Capítulo Trinta e Dois: A Arte do Aperfeiçoamento Pessoal
— Muito bem, agora vou lhe ensinar o primeiro dos métodos taoistas, chamado “Refino do Eu”. Este é o mais básico de todos, serve para fortalecer o corpo e a mente. Preste atenção: faça exatamente como eu disser — concentre o espírito, acalme o coração, mantenha-se relaxado e natural, una levemente os lábios e dentes, respire suavemente, mantenha os braços estendidos, olhe para a frente, concentre e reúna o brilho do espírito, direcione-o ao Jardim do Espírito, entre no Coração Celestial, desça até o ponto do Qi, sinta como se houvesse algo suave e constante, mas não se esforce demais. Sinta calor no abdômen, os rins aquecidos como água fervendo, e o Qi circulando pelos canais do corpo.

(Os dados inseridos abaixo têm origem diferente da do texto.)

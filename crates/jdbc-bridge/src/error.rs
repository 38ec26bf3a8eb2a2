//! Driver runtime error types.

use thiserror::Error;

/// Errors raised by the driver runtime or its bridge.
#[derive(Debug, Clone, Error, PartialEq, Eq)]
#[non_exhaustive]
pub enum DriverError {
    /// The requested driver or data source class could not be loaded.
    #[error("class not found: {0}")]
    ClassNotFound(String),

    /// A driver instance could not be registered with the runtime.
    #[error("failed to register driver {class}: {message}")]
    Registration {
        /// Driver class name.
        class: String,
        /// Underlying failure.
        message: String,
    },

    /// Opening a connection failed (bad URL, authentication, unreachable host).
    #[error("failed to connect to {url}: {message}")]
    Connect {
        /// Connection URL that was attempted.
        url: String,
        /// Underlying failure.
        message: String,
    },

    /// Arguments passed to a runtime entry point have an invalid shape.
    #[error("invalid arguments: {0}")]
    InvalidArguments(String),

    /// The connection or statement has already been closed.
    #[error("connection closed")]
    Closed,

    /// The runtime does not support the requested operation.
    #[error("unsupported operation: {0}")]
    Unsupported(String),

    /// Any other failure reported by the bridge.
    #[error("bridge error: {0}")]
    Bridge(String),
}

impl DriverError {
    /// Build a connect error for the given URL.
    pub fn connect(url: impl Into<String>, message: impl Into<String>) -> Self {
        Self::Connect {
            url: url.into(),
            message: message.into(),
        }
    }

    /// Build a registration error for the given driver class.
    pub fn registration(class: impl Into<String>, message: impl Into<String>) -> Self {
        Self::Registration {
            class: class.into(),
            message: message.into(),
        }
    }
}

/// Result alias for driver runtime operations.
pub type Result<T> = std::result::Result<T, DriverError>;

— O que é o Coração Celestial? E o que significa Jardim do Espírito? — perguntei.
— O Coração Celestial é o ponto na palma da mão, o Jardim do Espírito é o ponto no topo da cabeça, bem na linha do cabelo. Primeiro, concentre toda a sua atenção no Coração Celestial na palma da mão, depois concentre-se no Jardim do Espírito na cabeça...

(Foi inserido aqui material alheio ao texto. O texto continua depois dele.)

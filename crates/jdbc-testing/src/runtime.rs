//! Mock driver runtime.

use std::collections::HashSet;
use std::sync::Arc;
use std::sync::atomic::{AtomicBool, AtomicUsize, Ordering};
use std::time::Duration;

use jdbc_bridge::{
    ConnectArgs, Connection, DataSource, Driver, DriverError, DriverRuntime, Result, Statement,
};
use parking_lot::Mutex;

/// Shared view of one connection handed out by [`MockRuntime`].
#[derive(Debug)]
pub struct ConnectionRecord {
    serial: usize,
    url: String,
    closed: AtomicBool,
    read_only: AtomicBool,
    fail_close: AtomicBool,
    fail_probe: AtomicBool,
    close_calls: AtomicUsize,
    executed: Mutex<Vec<String>>,
}

impl ConnectionRecord {
    fn new(serial: usize, url: &str, faults: &Faults) -> Self {
        Self {
            serial,
            url: url.to_string(),
            closed: AtomicBool::new(false),
            read_only: AtomicBool::new(false),
            fail_close: AtomicBool::new(faults.fail_close),
            fail_probe: AtomicBool::new(faults.fail_probe),
            close_calls: AtomicUsize::new(0),
            executed: Mutex::new(Vec::new()),
        }
    }

    /// Creation order, starting at 1.
    #[must_use]
    pub fn serial(&self) -> usize {
        self.serial
    }

    /// URL the connection was opened with.
    #[must_use]
    pub fn url(&self) -> &str {
        &self.url
    }

    /// Whether `close()` has succeeded on this connection.
    #[must_use]
    pub fn is_closed(&self) -> bool {
        self.closed.load(Ordering::Acquire)
    }

    /// Number of `close()` calls, successful or not.
    #[must_use]
    pub fn close_calls(&self) -> usize {
        self.close_calls.load(Ordering::Acquire)
    }

    /// SQL strings executed through statements of this connection.
    #[must_use]
    pub fn executed(&self) -> Vec<String> {
        self.executed.lock().clone()
    }

    /// Toggle read-only mode.
    pub fn set_read_only(&self, read_only: bool) {
        self.read_only.store(read_only, Ordering::Release);
    }

    /// Make subsequent `close()` calls fail.
    pub fn set_fail_close(&self, fail: bool) {
        self.fail_close.store(fail, Ordering::Release);
    }

    /// Make subsequent statement executions fail.
    pub fn set_fail_probe(&self, fail: bool) {
        self.fail_probe.store(fail, Ordering::Release);
    }

    /// Simulate the server dropping the connection.
    pub fn sever(&self) {
        self.closed.store(true, Ordering::Release);
    }
}

/// Connection returned by [`MockRuntime`].
#[derive(Debug)]
pub struct MockConnection {
    record: Arc<ConnectionRecord>,
}

impl Connection for MockConnection {
    fn close(&self) -> Result<()> {
        self.record.close_calls.fetch_add(1, Ordering::AcqRel);
        if self.record.fail_close.load(Ordering::Acquire) {
            return Err(DriverError::Bridge("close failed".into()));
        }
        self.record.closed.store(true, Ordering::Release);
        Ok(())
    }

    fn is_closed(&self) -> Result<bool> {
        Ok(self.record.is_closed())
    }

    fn is_valid(&self, _timeout: Duration) -> Result<bool> {
        Ok(!self.record.is_closed())
    }

    fn is_read_only(&self) -> Result<bool> {
        Ok(self.record.read_only.load(Ordering::Acquire))
    }

    fn create_statement(&self) -> Result<Box<dyn Statement>> {
        if self.record.is_closed() {
            return Err(DriverError::Closed);
        }
        Ok(Box::new(MockStatement {
            record: Arc::clone(&self.record),
        }))
    }
}

struct MockStatement {
    record: Arc<ConnectionRecord>,
}

impl Statement for MockStatement {
    fn execute(&mut self, sql: &str) -> Result<bool> {
        if self.record.is_closed() {
            return Err(DriverError::Closed);
        }
        if self.record.fail_probe.load(Ordering::Acquire) {
            return Err(DriverError::Bridge(format!("statement failed: {sql}")));
        }
        self.record.executed.lock().push(sql.to_string());
        Ok(true)
    }
}

struct MockDriver {
    class_name: String,
}

impl Driver for MockDriver {
    fn class_name(&self) -> &str {
        &self.class_name
    }
}

/// Settings a data source was configured with before connecting.
#[derive(Debug, Clone, Default, PartialEq, Eq)]
pub struct DataSourceRecord {
    /// Data source class name.
    pub class_name: String,
    /// URL passed to `set_url`.
    pub url: Option<String>,
    /// User passed to `set_user`.
    pub user: Option<String>,
    /// Password passed to `set_password`.
    pub password: Option<String>,
}

struct MockDataSource {
    record: DataSourceRecord,
    runtime: MockRuntime,
}

impl DataSource for MockDataSource {
    fn set_url(&mut self, url: &str) -> Result<()> {
        self.record.url = Some(url.to_string());
        Ok(())
    }

    fn set_user(&mut self, user: &str) -> Result<()> {
        self.record.user = Some(user.to_string());
        Ok(())
    }

    fn set_password(&mut self, password: &str) -> Result<()> {
        self.record.password = Some(password.to_string());
        Ok(())
    }

    fn get_connection(&self) -> Result<Box<dyn Connection>> {
        let url = self
            .record
            .url
            .clone()
            .ok_or_else(|| DriverError::InvalidArguments("data source has no url".into()))?;
        self.runtime
            .state
            .lock()
            .data_sources
            .push(self.record.clone());
        self.runtime.open(&url)
    }
}

#[derive(Debug, Default, Clone)]
struct Faults {
    connect_after: Option<usize>,
    fail_register: bool,
    fail_close: bool,
    fail_probe: bool,
}

#[derive(Default)]
struct RuntimeState {
    faults: Faults,
    missing_classes: HashSet<String>,
    connect_delay: Option<Duration>,
    connections: Vec<Arc<ConnectionRecord>>,
    connect_calls: Vec<(String, ConnectArgs)>,
    registered: Vec<String>,
    data_sources: Vec<DataSourceRecord>,
    login_timeout: u32,
}

/// In-memory [`DriverRuntime`].
///
/// Cloning shares the same recorded state, so a test can keep one clone for
/// inspection while the pool owns another.
#[derive(Clone, Default)]
pub struct MockRuntime {
    state: Arc<Mutex<RuntimeState>>,
}

impl MockRuntime {
    /// Create a runtime where every operation succeeds.
    #[must_use]
    pub fn new() -> Self {
        Self::default()
    }

    /// Block each connect call for `delay` before returning.
    #[must_use]
    pub fn with_connect_delay(self, delay: Duration) -> Self {
        self.state.lock().connect_delay = Some(delay);
        self
    }

    /// Allow `count` successful connects, then fail every later one.
    #[must_use]
    pub fn fail_connect_after(self, count: usize) -> Self {
        self.state.lock().faults.connect_after = Some(count);
        self
    }

    /// Fail every driver registration.
    #[must_use]
    pub fn fail_registration(self) -> Self {
        self.state.lock().faults.fail_register = true;
        self
    }

    /// Connections created from now on fail to close.
    #[must_use]
    pub fn fail_close(self) -> Self {
        self.state.lock().faults.fail_close = true;
        self
    }

    /// Connections created from now on fail every statement.
    #[must_use]
    pub fn fail_probes(self) -> Self {
        self.state.lock().faults.fail_probe = true;
        self
    }

    /// Treat `class_name` as absent from the classpath.
    #[must_use]
    pub fn with_missing_class(self, class_name: impl Into<String>) -> Self {
        self.state.lock().missing_classes.insert(class_name.into());
        self
    }

    /// Stop failing connects.
    pub fn heal(&self) {
        self.state.lock().faults.connect_after = None;
    }

    /// Every connection opened so far, in creation order.
    #[must_use]
    pub fn connections(&self) -> Vec<Arc<ConnectionRecord>> {
        self.state.lock().connections.clone()
    }

    /// Number of opened connections that have not been closed.
    #[must_use]
    pub fn open_connections(&self) -> usize {
        self.state
            .lock()
            .connections
            .iter()
            .filter(|c| !c.is_closed())
            .count()
    }

    /// Arguments of every driver-manager connect call.
    #[must_use]
    pub fn connect_calls(&self) -> Vec<(String, ConnectArgs)> {
        self.state.lock().connect_calls.clone()
    }

    /// Class names of registered drivers.
    #[must_use]
    pub fn registered_drivers(&self) -> Vec<String> {
        self.state.lock().registered.clone()
    }

    /// Data sources that were asked for a connection.
    #[must_use]
    pub fn data_sources(&self) -> Vec<DataSourceRecord> {
        self.state.lock().data_sources.clone()
    }

    fn open(&self, url: &str) -> Result<Box<dyn Connection>> {
        let delay = self.state.lock().connect_delay;
        if let Some(delay) = delay {
            std::thread::sleep(delay);
        }

        let mut state = self.state.lock();
        if let Some(limit) = state.faults.connect_after {
            if state.connections.len() >= limit {
                return Err(DriverError::connect(url, "connection refused"));
            }
        }

        let record = Arc::new(ConnectionRecord::new(
            state.connections.len() + 1,
            url,
            &state.faults,
        ));
        state.connections.push(Arc::clone(&record));

        tracing::trace!(serial = record.serial, url = url, "mock connection opened");
        Ok(Box::new(MockConnection { record }))
    }

    fn check_class(&self, class_name: &str) -> Result<()> {
        if self.state.lock().missing_classes.contains(class_name) {
            return Err(DriverError::ClassNotFound(class_name.to_string()));
        }
        Ok(())
    }
}

impl DriverRuntime for MockRuntime {
    fn new_driver(&self, class_name: &str) -> Result<Box<dyn Driver>> {
        self.check_class(class_name)?;
        Ok(Box::new(MockDriver {
            class_name: class_name.to_string(),
        }))
    }

    fn register_driver(&self, driver: Box<dyn Driver>) -> Result<()> {
        let mut state = self.state.lock();
        if state.faults.fail_register {
            return Err(DriverError::registration(
                driver.class_name(),
                "registration rejected",
            ));
        }
        state.registered.push(driver.class_name().to_string());
        Ok(())
    }

    fn get_connection(&self, url: &str, args: &ConnectArgs) -> Result<Box<dyn Connection>> {
        self.state
            .lock()
            .connect_calls
            .push((url.to_string(), args.clone()));
        self.open(url)
    }

    fn new_data_source(&self, class_name: &str) -> Result<Box<dyn DataSource>> {
        self.check_class(class_name)?;
        Ok(Box::new(MockDataSource {
            record: DataSourceRecord {
                class_name: class_name.to_string(),
                ..DataSourceRecord::default()
            },
            runtime: self.clone(),
        }))
    }

    fn login_timeout(&self) -> Result<u32> {
        Ok(self.state.lock().login_timeout)
    }

    fn set_login_timeout(&self, seconds: u32) -> Result<()> {
        self.state.lock().login_timeout = seconds;
        Ok(())
    }
}

impl std::fmt::Debug for MockRuntime {
    fn fmt(&self, f: &mut std::fmt::Formatter<'_>) -> std::fmt::Result {
        let state = self.state.lock();
        f.debug_struct("MockRuntime")
            .field("connections", &state.connections.len())
            .field("registered", &state.registered)
            .finish()
    }
}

Fiquei de cabeça para baixo sobre uma estaca de madeira e, sob a orientação paciente do Mestre Brisa Serena, comecei a sentir um calor subindo do abdômen, percorrendo todo o corpo. As sensações de formigamento nos braços e de pressão na cabeça, causadas pela inversão, começaram a diminuir...
— Concentre-se! Não se distraia! — interrompeu meus pensamentos o Mestre Brisa Serena.
Assim, segui rigorosamente cada passo que ele me ensinava, permanecendo quase uma hora apoiado na estaca, até ele finalmente soltar a corda que prendia minhas pernas.
Meus braços já tremiam incontrolavelmente, doíam terrivelmente. Se minhas pernas não estivessem amarradas, obrigando-me a aguentar, eu já teria desistido há muito tempo.
Assim que fui solto, desci da estaca e sentei-me exausto na plataforma de treinamento, ofegante, enquanto meus braços continuavam a tremer fora de controle.
— Já está cansado? Vá preparar o almoço. Depois de comer, à tarde vou lhe ensinar a desenhar seu primeiro talismã. Quando aprender, amanhã não precisarei ir até a floresta para o caso da mulher-fantasma, você irá em meu lugar e fará o ritual de passagem para ela — disse o Mestre Brisa Serena.
Senti-me imediatamente animado! O cansaço e a dor diminuíram bastante — finalmente começaria a aprender as técnicas taoistas! E amanhã, com o que aprender, poderia enfrentar a mulher-fantasma por conta própria.
Na cozinha, enquanto preparava o almoço, a animação deu lugar à apreensão: e se eu não conseguir lidar com a mulher-fantasma? Fantasmas não são humanos, não seguem leis. Se eu fracassar, ela pode me matar — não seria diferente de ir para a morte.
Não, preciso pedir ao Mestre Brisa Serena algum artefato de proteção, para garantir minha segurança.
Decidido, comecei a cortar os legumes ainda mais rápido...
Depois do almoço com o Mestre Brisa Serena, antes que eu pudesse expor minha preocupação, ele me levou para uma sala que parecia um escritório.
No pequeno cômodo de pouco mais de dez metros quadrados, havia apenas uma mesa de madeira preta. Sobre ela, vários talismãs amarelos, pincéis, uma pedra de tinta, um recipiente de tinta e um bule de chá...
As paredes estavam cobertas de talismãs de todos os tipos.
Mestre Brisa Serena se aproximou da mesa, despejou tinta do recipiente na pedra de tinta e, de uma caixa, pegou um punhado de pó vermelho, misturando tudo.
— Mestre, o que é esse pó vermelho? — perguntei, aproximando-me.
— Cinábrio. Você não sabe? — respondeu ele, sem levantar a cabeça, misturando cuidadosamente com o pincel.
— Para que serve? É com ele que se desenham os talismãs? — insisti.
— Afasta o mal e neutraliza venenos — respondeu. Vendo que eu ainda não entendia, acrescentou: — Desde os tempos antigos, em nosso país, do mais alto ao mais humilde, todos consideram o cinábrio um tesouro sagrado. O tom vermelho é muito apreciado, mas, acima de tudo, ele afasta o mal. E o que é o mal? O mal é o que está fora da ordem, é anormal. Por exemplo, dizem que não se deve dormir com a janela aberta à noite; se o fizer e ouvir alguém chamando seu nome de madrugada, não responda, ou será assombrado por espíritos malignos. Chamamos isso de possessão demoníaca ou fantasma. O cinábrio pode repelir e vencer essas forças.
Com isso, entendi melhor — nunca imaginei que algo tão pequeno como o cinábrio tivesse tantos usos.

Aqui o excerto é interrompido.